Umso überraschter und erfreuter war ich, als mich eine E-Mail erreichte, in der mir eröffnet wurde, der glückliche Gewinner zu sein. Das Losglück war mir tatsächlich hold! Das Glück ist eben doch ein Rindviech und sucht sich seinesgleichen.
Hey, das letzte Mal, dass ich eine Zeitungsredaktion betreten hatte, ist nun auch bereits knapp 15 Jahre her! Damals ging ich noch zur Schule, war mir noch etwas unschlüssig, was die Art und Weise betrifft, um später einmal irgendwie meinen Lebensunterhalt zu bestreiten.
Lange liebäugelte ich mit dem Beruf des Journalisten. Heute würde man wohl sagen: „Was mit Medien machen“. Da mein Vater treuer Abonnent der „Gelnhäuser Neuen Zeitung“ war, war es mir möglich, mein 14-tägiges Berufspraktikum dort zu absolvieren.
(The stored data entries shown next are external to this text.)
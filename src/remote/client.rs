// HTTP client for the list/log server.
//
// The server exposes a small JSON API under a base path:
//   GET  {base}/lists — both word lists, `{"blacklist": [], "whitelist": []}`
//   POST {base}/lists — replace both word lists
//   POST {base}/log   — append one evaluation log entry
//   GET  {base}/log   — the evaluation report as plain text
//
// Missing list fields deserialize as empty, so a fresh server with no
// stored lists still pulls cleanly.

use anyhow::{Context, Result};
use serde::Serialize;
use tracing::debug;

use crate::engine::traits::Evaluation;
use crate::lists::WordLists;

/// One log entry as the server expects it.
#[derive(Serialize)]
struct LogEntry<'a> {
    text: &'a str,
    result: &'a Evaluation,
    mode: &'a str,
}

/// Client for the list/log server API.
pub struct ListServerClient {
    client: reqwest::Client,
    base_url: String,
}

impl ListServerClient {
    /// Create a new client pointing at the given base URL
    /// (e.g. `https://words.example.com/api`).
    pub fn new(base_url: &str) -> Result<Self> {
        let client = reqwest::Client::builder()
            .user_agent("wordgate/0.1 (content-moderation)")
            .build()
            .context("Failed to build HTTP client")?;

        Ok(Self {
            client,
            base_url: base_url.trim_end_matches('/').to_string(),
        })
    }

    /// Fetch both word lists from the server.
    pub async fn get_lists(&self) -> Result<WordLists> {
        let url = format!("{}/lists", self.base_url);

        let response = self
            .client
            .get(&url)
            .send()
            .await
            .context("List server request failed")?;

        if !response.status().is_success() {
            let status = response.status();
            let body = response.text().await.unwrap_or_default();
            anyhow::bail!("List server returned {}: {}", status, body);
        }

        let lists = response
            .json::<WordLists>()
            .await
            .context("Failed to parse list server response")?;

        debug!(
            blacklist = lists.blacklist().len(),
            whitelist = lists.whitelist().len(),
            "Fetched word lists from server"
        );

        Ok(lists)
    }

    /// Replace the server's word lists with the given ones.
    pub async fn put_lists(&self, lists: &WordLists) -> Result<()> {
        let url = format!("{}/lists", self.base_url);

        let response = self
            .client
            .post(&url)
            .json(lists)
            .send()
            .await
            .context("List server request failed")?;

        if !response.status().is_success() {
            let status = response.status();
            let body = response.text().await.unwrap_or_default();
            anyhow::bail!("List server returned {}: {}", status, body);
        }

        Ok(())
    }

    /// Append one evaluation to the server's log.
    pub async fn post_log(&self, text: &str, mode: &str, result: &Evaluation) -> Result<()> {
        let url = format!("{}/log", self.base_url);

        let response = self
            .client
            .post(&url)
            .json(&LogEntry { text, result, mode })
            .send()
            .await
            .context("Log server request failed")?;

        if !response.status().is_success() {
            let status = response.status();
            let body = response.text().await.unwrap_or_default();
            anyhow::bail!("Log server returned {}: {}", status, body);
        }

        Ok(())
    }

    /// Fetch the server-side evaluation report as plain text.
    pub async fn fetch_report(&self) -> Result<String> {
        let url = format!("{}/log", self.base_url);

        let response = self
            .client
            .get(&url)
            .send()
            .await
            .context("Log server request failed")?;

        if !response.status().is_success() {
            let status = response.status();
            let body = response.text().await.unwrap_or_default();
            anyhow::bail!("Log server returned {}: {}", status, body);
        }

        response
            .text()
            .await
            .context("Failed to read log server report")
    }
}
Geworden bin ich dann letztlich doch etwas gänzlich anderes, dennoch ist mein Interesse am Schreiben, Berichten und Fotografieren niemals erloschen. Was ja auch irgendwo eine gute Voraussetzung dafür ist, wenn man seine Freizeit dazu nutzt, einen Blog zu betreiben.
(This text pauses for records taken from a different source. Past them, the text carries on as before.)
// Database queries — CRUD operations for all tables.
//
// Every database interaction goes through this module. This keeps SQL
// contained in one place and gives the rest of the app clean Rust
// interfaces.

use anyhow::Result;
use rusqlite::{params, Connection, OptionalExtension};

use super::models::EvaluationRecord;
use crate::engine::traits::Evaluation;
use crate::lists::{ListKind, WordLists};

// --- Sync state ---

/// Get a sync state value by key (e.g., "last_push_at").
pub fn get_sync_state(conn: &Connection, key: &str) -> Result<Option<String>> {
    let mut stmt = conn.prepare("SELECT value FROM sync_state WHERE key = ?1")?;
    let result = stmt.query_row(params![key], |row| row.get(0)).optional()?;
    Ok(result)
}

/// Set a sync state value (upsert).
pub fn set_sync_state(conn: &Connection, key: &str, value: &str) -> Result<()> {
    conn.execute(
        "INSERT INTO sync_state (key, value, updated_at)
         VALUES (?1, ?2, datetime('now'))
         ON CONFLICT(key) DO UPDATE SET value = ?2, updated_at = datetime('now')",
        params![key, value],
    )?;
    Ok(())
}

// --- Word lists ---

/// Add a word to a list. Returns false if it was already present.
/// Callers are expected to pass already-normalized (lowercase, trimmed) words.
pub fn add_word(conn: &Connection, kind: ListKind, word: &str) -> Result<bool> {
    let changed = conn.execute(
        "INSERT OR IGNORE INTO word_list (word, kind) VALUES (?1, ?2)",
        params![word, kind.as_str()],
    )?;
    Ok(changed > 0)
}

/// Remove a word from a list. Returns whether it was present.
pub fn remove_word(conn: &Connection, kind: ListKind, word: &str) -> Result<bool> {
    let changed = conn.execute(
        "DELETE FROM word_list WHERE word = ?1 AND kind = ?2",
        params![word, kind.as_str()],
    )?;
    Ok(changed > 0)
}

/// Load one list's words in insertion order.
pub fn get_words(conn: &Connection, kind: ListKind) -> Result<Vec<String>> {
    let mut stmt =
        conn.prepare("SELECT word FROM word_list WHERE kind = ?1 ORDER BY rowid")?;
    let rows = stmt.query_map(params![kind.as_str()], |row| row.get(0))?;

    let mut words = Vec::new();
    for row in rows {
        words.push(row?);
    }
    Ok(words)
}

/// Replace one list's contents wholesale.
///
/// Runs inside a transaction so an error midway never leaves the list
/// partially replaced.
pub fn replace_words(conn: &mut Connection, kind: ListKind, words: &[String]) -> Result<()> {
    let tx = conn.transaction()?;
    replace_words_in_tx(&tx, kind, words)?;
    tx.commit()?;
    Ok(())
}

/// Replace both lists in a single transaction, used when pulling from
/// the server. Either the full server state lands or nothing changes.
pub fn replace_word_lists(conn: &mut Connection, lists: &WordLists) -> Result<()> {
    let tx = conn.transaction()?;
    replace_words_in_tx(&tx, ListKind::Blacklist, lists.blacklist())?;
    replace_words_in_tx(&tx, ListKind::Whitelist, lists.whitelist())?;
    tx.commit()?;
    Ok(())
}

fn replace_words_in_tx(conn: &Connection, kind: ListKind, words: &[String]) -> Result<()> {
    conn.execute(
        "DELETE FROM word_list WHERE kind = ?1",
        params![kind.as_str()],
    )?;
    for word in words {
        add_word(conn, kind, word)?;
    }
    Ok(())
}

// --- Evaluation log ---

/// Record an evaluation and return its row ID. New rows start unsynced.
pub fn insert_evaluation(
    conn: &Connection,
    text: &str,
    mode: &str,
    evaluation: &Evaluation,
) -> Result<i64> {
    conn.execute(
        "INSERT INTO evaluation_log (text, mode, is_valid, profanity_score, censored_text)
         VALUES (?1, ?2, ?3, ?4, ?5)",
        params![
            text,
            mode,
            evaluation.is_valid,
            evaluation.profanity_score,
            evaluation.censored_text,
        ],
    )?;
    Ok(conn.last_insert_rowid())
}

fn record_from_row(row: &rusqlite::Row<'_>) -> rusqlite::Result<EvaluationRecord> {
    Ok(EvaluationRecord {
        id: row.get(0)?,
        text: row.get(1)?,
        mode: row.get(2)?,
        is_valid: row.get(3)?,
        profanity_score: row.get(4)?,
        censored_text: row.get(5)?,
        evaluated_at: row.get(6)?,
        synced: row.get(7)?,
    })
}

/// Get the most recent evaluations, newest first.
pub fn get_recent_evaluations(conn: &Connection, limit: u32) -> Result<Vec<EvaluationRecord>> {
    let mut stmt = conn.prepare(
        "SELECT id, text, mode, is_valid, profanity_score, censored_text, evaluated_at, synced
         FROM evaluation_log
         ORDER BY id DESC
         LIMIT ?1",
    )?;
    let rows = stmt.query_map(params![limit], record_from_row)?;

    let mut records = Vec::new();
    for row in rows {
        records.push(row?);
    }
    Ok(records)
}

/// Get all evaluations not yet accepted by the log server, oldest first.
pub fn get_unsynced_evaluations(conn: &Connection) -> Result<Vec<EvaluationRecord>> {
    let mut stmt = conn.prepare(
        "SELECT id, text, mode, is_valid, profanity_score, censored_text, evaluated_at, synced
         FROM evaluation_log
         WHERE synced = 0
         ORDER BY id",
    )?;
    let rows = stmt.query_map([], record_from_row)?;

    let mut records = Vec::new();
    for row in rows {
        records.push(row?);
    }
    Ok(records)
}

/// Flip an evaluation's synced flag after the log server accepted it.
pub fn mark_evaluation_synced(conn: &Connection, id: i64) -> Result<()> {
    conn.execute(
        "UPDATE evaluation_log SET synced = 1 WHERE id = ?1",
        params![id],
    )?;
    Ok(())
}

/// Total number of logged evaluations.
pub fn evaluation_count(conn: &Connection) -> Result<i64> {
    let count: i64 = conn.query_row("SELECT COUNT(*) FROM evaluation_log", [], |row| row.get(0))?;
    Ok(count)
}

/// Number of evaluations still waiting to be pushed.
pub fn unsynced_count(conn: &Connection) -> Result<i64> {
    let count: i64 = conn.query_row(
        "SELECT COUNT(*) FROM evaluation_log WHERE synced = 0",
        [],
        |row| row.get(0),
    )?;
    Ok(count)
}

/// Timestamp of the most recent evaluation, if any.
pub fn last_evaluation_at(conn: &Connection) -> Result<Option<String>> {
    let mut stmt =
        conn.prepare("SELECT evaluated_at FROM evaluation_log ORDER BY id DESC LIMIT 1")?;
    let result = stmt.query_row([], |row| row.get(0)).optional()?;
    Ok(result)
}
An einem heißen Tag der letzten August-Woche ist es dann soweit:
Ein wenig aufgeregt betrete ich mitsamt meiner ebenso interessierten Begleitung die heiligen Hallen der Redaktion, welche sich recht unscheinbar direkt an der Mainzer Landstraße in einem großen Bürokomplex befinden.
“Herzlichen Glückwunsch — Sie haben UNS gewonnen!”
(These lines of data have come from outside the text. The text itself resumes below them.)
// Wordgate: dual-mode profanity evaluation for user-submitted text.
//
// This is the library root. Each module corresponds to a major subsystem:
// the evaluation engine (local rules + remote LLM), the word-list model,
// local persistence, and the remote list/log server client.

pub mod config;
pub mod db;
pub mod engine;
pub mod lists;
pub mod output;
pub mod remote;
pub mod status;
So begrüßt uns auch prompt Chefradakteurin Bascha Mika höchstpersönlich. Platz nehmen dürfen wir dann umgehend im geräumigen Büro vom zweiten Chefredakteur des Blattes, Arnd Festerling. Festerling stellt sich als überaus heiterer und redseliger Zeitgenosse heraus — erfreulicherweise, denn einen Chefredakteur hatte ich mir nämlich irgendwie trübseliger vorgestellt.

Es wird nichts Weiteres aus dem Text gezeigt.